What to return is the tail of the data, from the line that contains "pub const DIRECTION_EPSILON: f64 = 1e-6;" down to the last line, copied exactly.

INPUT MATERIAL section start

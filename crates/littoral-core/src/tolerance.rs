//! Named numeric tolerances.
//!
//! Every floating-point comparison that is not an exact physical
//! threshold goes through one of these constants.

/// Negative occupancy at or above `-UNDERFLOW_TOLERANCE` is rounding
/// noise: it is clamped to zero instead of drawing sediment from neighbours.
pub const UNDERFLOW_TOLERANCE: f64 = 1e-6;

/// Components of a unit direction smaller than this are treated as zero
/// when snapping a direction to a grid axis.
pub const DIRECTION_EPSILON: f64 = 1e-6;

/// Occupancy at or above this value counts as a full (solid) cell.
pub const FULL: f64 = 1.0;

/// Whether `occupancy` counts as a full cell.
pub fn is_full(occupancy: f64) -> bool {
    occupancy >= FULL
}

/// Whether `occupancy` counts as land for tracing purposes.
pub fn is_land(occupancy: f64) -> bool {
    occupancy > 0.0
}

INPUT MATERIAL section end

ANSWER TO THE PROBLEM =
pub const DIRECTION_EPSILON: f64 = 1e-6;

/// Occupancy at or above this value counts as a full (solid) cell.
pub const FULL: f64 = 1.0;

/// Whether `occupancy` counts as a full cell.
pub fn is_full(occupancy: f64) -> bool {
    occupancy >= FULL
}

/// Whether `occupancy` counts as land for tracing purposes.
pub fn is_land(occupancy: f64) -> bool {
    occupancy > 0.0
}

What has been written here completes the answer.